▶ [Problem statement]: Check each line below for the word "rows", and copy those that have it.

▶ [Data in this exercise]:
//! Database schema definitions.
//!
//! Contains the policy table DDL. The table name is caller-configurable, so
//! statements are produced per table rather than held as constants.

use crate::error::{Error, Result};
use regex::Regex;
use std::sync::LazyLock;

/// Default policy table name.
pub const DEFAULT_TABLE_NAME: &str = "casbin_rule";

static IDENTIFIER: LazyLock<std::result::Result<Regex, regex::Error>> =
    LazyLock::new(|| Regex::new(r"^[A-Za-z_][A-Za-z0-9_]*$"));

/// Checks that `name` is usable as an unquoted SQL identifier.
///
/// # Errors
///
/// Returns a configuration error if the name is empty or contains anything
/// other than ASCII letters, digits, and underscores.
pub fn validate_table_name(name: &str) -> Result<()> {
    let pattern = IDENTIFIER
        .as_ref()
        .map_err(|e| Error::config(format!("identifier pattern: {e}")))?;

    if pattern.is_match(name) {
        Ok(())
    } else {
        Err(Error::config(format!("invalid table name: {name:?}")))
    }
}

/// SQL that creates the policy table and its lookup index if missing.
#[must_use]
pub fn create_table_sql(table: &str) -> String {
    format!(
        r"
CREATE TABLE IF NOT EXISTS {table} (
    id INTEGER PRIMARY KEY AUTOINCREMENT,
    ptype TEXT NOT NULL,
    v0 TEXT,
    v1 TEXT,
    v2 TEXT,
    v3 TEXT,
    v4 TEXT,
    v5 TEXT
);

-- Equality lookups filter on ptype and the leading fields
CREATE INDEX IF NOT EXISTS idx_{table}_ptype ON {table}(ptype, v0, v1);
"
    )
}

/// SQL that inserts one policy row.
#[must_use]
pub fn insert_sql(table: &str) -> String {
    format!("INSERT INTO {table} (ptype, v0, v1, v2, v3, v4, v5) VALUES (?, ?, ?, ?, ?, ?, ?)")
}

/// SQL that selects policy rows, optionally restricted by a WHERE fragment.
#[must_use]
pub fn select_sql(table: &str, condition: Option<&str>) -> String {
    let base = format!("SELECT id, ptype, v0, v1, v2, v3, v4, v5 FROM {table}");
    match condition {
        Some(cond) => format!("{base} WHERE {cond}"),
        None => base,
    }
}

/// SQL that deletes policy rows, optionally restricted by a WHERE fragment.
#[must_use]
pub fn delete_sql(table: &str, condition: Option<&str>) -> String {
    match condition {
        Some(cond) => format!("DELETE FROM {table} WHERE {cond}"),
        None => format!("DELETE FROM {table}"),
    }
}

▶ [Exercise solution]:
/// SQL that selects policy rows, optionally restricted by a WHERE fragment.
/// SQL that deletes policy rows, optionally restricted by a WHERE fragment.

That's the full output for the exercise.